ANCI nazionale sta lavorando su più fronti:
* Raccolta dei casi dai territori, soprattutto dove gli operatori stanno agendo con maggiore insistenza.
* Nota tecnica in preparazione per Governo e AGCOM, per chiarire che la norma del 2018 non può azzerare il valore dei beni disponibili.
* Richiesta di intervento normativo correttivo, per ripristinare la possibilità di canoni di mercato e distinguere chiaramente tra concessioni pubbliche e contratti privatistici.
* Coordinamento con IFEL, che sta valutando l’impatto sul gettito CUP e sulle entrate patrimoniali.

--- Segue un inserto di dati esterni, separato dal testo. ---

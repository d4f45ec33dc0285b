use super::Duration;
use serde::{Deserialize, Serialize};
use std::collections::BTreeMap;
use std::path::PathBuf;

/// Static configuration, read once at startup.
#[derive(Debug, Clone, Default, Serialize, Deserialize)]
pub struct StaticConfig {
    #[serde(default)]
    pub entry_points: BTreeMap<String, EntryPointConfig>,

    #[serde(default)]
    pub forwarding: ForwardingConfig,

    #[serde(default)]
    pub providers: ProvidersConfig,

    #[serde(default)]
    pub log: LogConfig,
}

#[derive(Debug, Clone, Serialize, Deserialize)]
pub struct EntryPointConfig {
    pub address: String,

    #[serde(default)]
    pub tls: Option<EntryPointTls>,

    #[serde(default)]
    pub transport: TransportConfig,
}

#[derive(Debug, Clone, Serialize, Deserialize)]
pub struct EntryPointTls {
    pub cert_file: PathBuf,
    pub key_file: PathBuf,
}

#[derive(Debug, Clone, Serialize, Deserialize)]
pub struct TransportConfig {
    /// Time given to in-flight connections to finish once shutdown starts.
    #[serde(default = "default_grace_timeout")]
    pub grace_timeout: Duration,
}

impl Default for TransportConfig {
    fn default() -> Self {
        Self {
            grace_timeout: default_grace_timeout(),
        }
    }
}

fn default_grace_timeout() -> Duration {
    Duration::from_secs(10)
}

/// Outbound connection settings shared by every HTTP forwarder.
#[derive(Debug, Clone, Serialize, Deserialize)]
pub struct ForwardingConfig {
    #[serde(default = "default_dial_timeout")]
    pub dial_timeout: Duration,

    /// Zero disables the timeout.
    #[serde(default)]
    pub response_header_timeout: Duration,

    #[serde(default = "default_idle_conn_timeout")]
    pub idle_conn_timeout: Duration,

    #[serde(default = "default_max_idle_conns_per_host")]
    pub max_idle_conns_per_host: usize,
}

impl Default for ForwardingConfig {
    fn default() -> Self {
        Self {
            dial_timeout: default_dial_timeout(),
            response_header_timeout: Duration::ZERO,
            idle_conn_timeout: default_idle_conn_timeout(),
            max_idle_conns_per_host: default_max_idle_conns_per_host(),
        }
    }
}

fn default_dial_timeout() -> Duration {
    Duration::from_secs(30)
}

fn default_idle_conn_timeout() -> Duration {
    Duration::from_secs(90)
}

fn default_max_idle_conns_per_host() -> usize {
    200
}

#[derive(Debug, Clone, Default, Serialize, Deserialize)]
pub struct ProvidersConfig {
    #[serde(default)]
    pub file: Option<FileProviderConfig>,
}

#[derive(Debug, Clone, Serialize, Deserialize)]
pub struct FileProviderConfig {
    pub filename: PathBuf,

    #[serde(default)]
    pub watch: bool,
}

#[derive(Debug, Clone, Serialize, Deserialize)]
pub struct LogConfig {
    #[serde(default = "default_log_level")]
    pub level: String,

    #[serde(default)]
    pub format: LogFormat,
}

impl Default for LogConfig {
    fn default() -> Self {
        Self {
            level: default_log_level(),
            format: LogFormat::default(),
        }
    }
}

fn default_log_level() -> String {
    "info".to_string()
}

#[derive(Debug, Clone, Copy, Default, PartialEq, Eq, Serialize, Deserialize)]
#[serde(rename_all = "snake_case")]
pub enum LogFormat {
    #[default]
    Common,
    Json,
}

* Valutazione di un rinvio alla Corte Costituzionale, perché la disparità pubblico‑privato solleva seri dubbi di legittimità.
Il nodo europeo: una disparità che può configurare un aiuto di Stato
La questione non è solo nazionale.

La disparità di trattamento tra pubblico e privato – con gli operatori che pagano canoni di mercato ai privati e canoni irrisori ai Comuni – può integrare un aiuto di Stato non compatibile con il diritto dell’Unione Europea.
Secondo la disciplina europea sugli aiuti di Stato, un vantaggio economico selettivo concesso a un’impresa, che non sarebbe ottenibile in condizioni di mercato, è considerato aiuto e deve essere notificato alla Commissione.
Qui il vantaggio è evidente:
* gli operatori risparmiano migliaia di euro l’anno,
* il risparmio deriva da un trattamento normativo che penalizza solo gli enti pubblici,
* il beneficio è selettivo e incide sulla concorrenza nel mercato delle telecomunicazioni.
Un privato può chiedere 20 mila euro.
Un Comune deve accontentarsi di 800.
Questa asimmetria non è neutra: è un vantaggio economico diretto per gli operatori, e come tale potrebbe essere considerato aiuto di Stato non notificato, quindi non ammissibile.
ANCI sta valutando anche questo profilo, perché la questione potrebbe richiedere un intervento della Commissione Europea.
Non è una questione tecnica: è una questione di giustizia

Quando un Comune perde entrate, non perde numeri:
perdono le famiglie, perdono gli anziani, perdono i bambini, perde la comunità.
Non possiamo accettare che un bene pubblico venga svalutato per legge.
Non possiamo accettare che un operatore privato paghi meno al Comune che al proprietario privato.
Non possiamo accettare che una norma, nata per semplificare, finisca per penalizzare chi garantisce servizi essenziali ai cittadini.
Serve una correzione immediata
Il Governo deve intervenire.
Serve una norma chiara, semplice, giusta:
* che ristabilisca il valore dei beni disponibili;
* che impedisca riduzioni unilaterali dei canoni;
* che tuteli i Comuni da pressioni indebite;
* che riporti equilibrio tra pubblico e privato;
* che eviti di configurare aiuti di Stato non compatibili con il diritto europeo.
Non chiediamo privilegi.
Chiediamo equità.
Conclusione: i Comuni non possono essere l’anello debole.
La modernizzazione delle reti è fondamentale.
Ma non può avvenire scaricando i costi sui Comuni.
Non può avvenire svalutando il patrimonio pubblico.
Non può avvenire ignorando la Costituzione e il diritto europeo.
I Comuni sono la prima linea della Repubblica.
E non possono essere trattati come l’ultima.